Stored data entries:
use super::*;

/// Visibility state carried by a toggle icon.
#[derive(Debug, Clone, Copy, PartialEq, Eq, Hash)]
pub enum ToggleState {
    Opened,
    Closed,
}

impl ToggleState {
    pub fn flipped(self) -> Self {
        match self {
            Self::Opened => Self::Closed,
            Self::Closed => Self::Opened,
        }
    }

    pub fn as_str(self) -> &'static str {
        match self {
            Self::Opened => "opened",
            Self::Closed => "closed",
        }
    }

    pub(crate) fn display(self) -> &'static str {
        match self {
            Self::Opened => "block",
            Self::Closed => "none",
        }
    }

    pub(crate) fn icon_class(self) -> &'static str {
        match self {
            Self::Opened => "collapsibleOpened",
            Self::Closed => "collapsibleClosed",
        }
    }

    /// Sections are closed only when explicitly hidden.
    pub(crate) fn from_display(display: &str) -> Self {
        if display.trim().eq_ignore_ascii_case("none") {
            Self::Closed
        } else {
            Self::Opened
        }
    }
}

#[derive(Debug, Clone, PartialEq, Eq)]
pub(crate) enum ToggleTarget {
    /// The trigger is the list item's icon; it controls the item's nested lists.
    SubLists(Vec<NodeId>),
    /// The trigger wraps an icon image and controls one section element.
    Section(NodeId),
}

#[derive(Debug, Clone, PartialEq, Eq)]
pub(crate) struct ToggleHandler {
    pub(crate) trigger: NodeId,
    pub(crate) target: ToggleTarget,
    /// Owned by the handler for sub-lists. A section's state lives in its
    /// `display`, which other triggers may change, so it is re-read on click.
    pub(crate) state: ToggleState,
}

/// Click dispatch table keyed by the node a handler is bound to.
#[derive(Debug, Default, Clone)]
pub(crate) struct ToggleRegistry {
    pub(crate) map: HashMap<NodeId, ToggleHandler>,
}

impl ToggleRegistry {
    pub(crate) fn register(&mut self, handler: ToggleHandler) {
        // One handler per trigger, like an `onclick` property.
        self.map.insert(handler.trigger, handler);
    }

    pub(crate) fn get(&self, node_id: NodeId) -> Option<&ToggleHandler> {
        self.map.get(&node_id)
    }

    pub(crate) fn get_mut(&mut self, node_id: NodeId) -> Option<&mut ToggleHandler> {
        self.map.get_mut(&node_id)
    }

    pub(crate) fn len(&self) -> usize {
        self.map.len()
    }
}

#[derive(Debug)]
pub(crate) struct TraceState {
    pub(crate) enabled: bool,
    pub(crate) logs: VecDeque<String>,
    pub(crate) log_limit: usize,
    pub(crate) to_stderr: bool,
}

impl Default for TraceState {
    fn default() -> Self {
        Self {
            enabled: false,
            logs: VecDeque::new(),
            log_limit: 10_000,
            to_stderr: true,
        }
    }
}

impl TraceState {
    pub(crate) fn line(&mut self, line: String) {
        log::debug!(target: "report_decorator", "{line}");
        if !self.enabled {
            return;
        }
        if self.to_stderr {
            eprintln!("{line}");
        }
        if self.logs.len() >= self.log_limit {
            self.logs.pop_front();
        }
        self.logs.push_back(line);
    }
}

Exercise requirements — Given the word "Option", show every line of the records that contains it.

Exercise solution —
    pub(crate) fn get(&self, node_id: NodeId) -> Option<&ToggleHandler> {
    pub(crate) fn get_mut(&mut self, node_id: NodeId) -> Option<&mut ToggleHandler> {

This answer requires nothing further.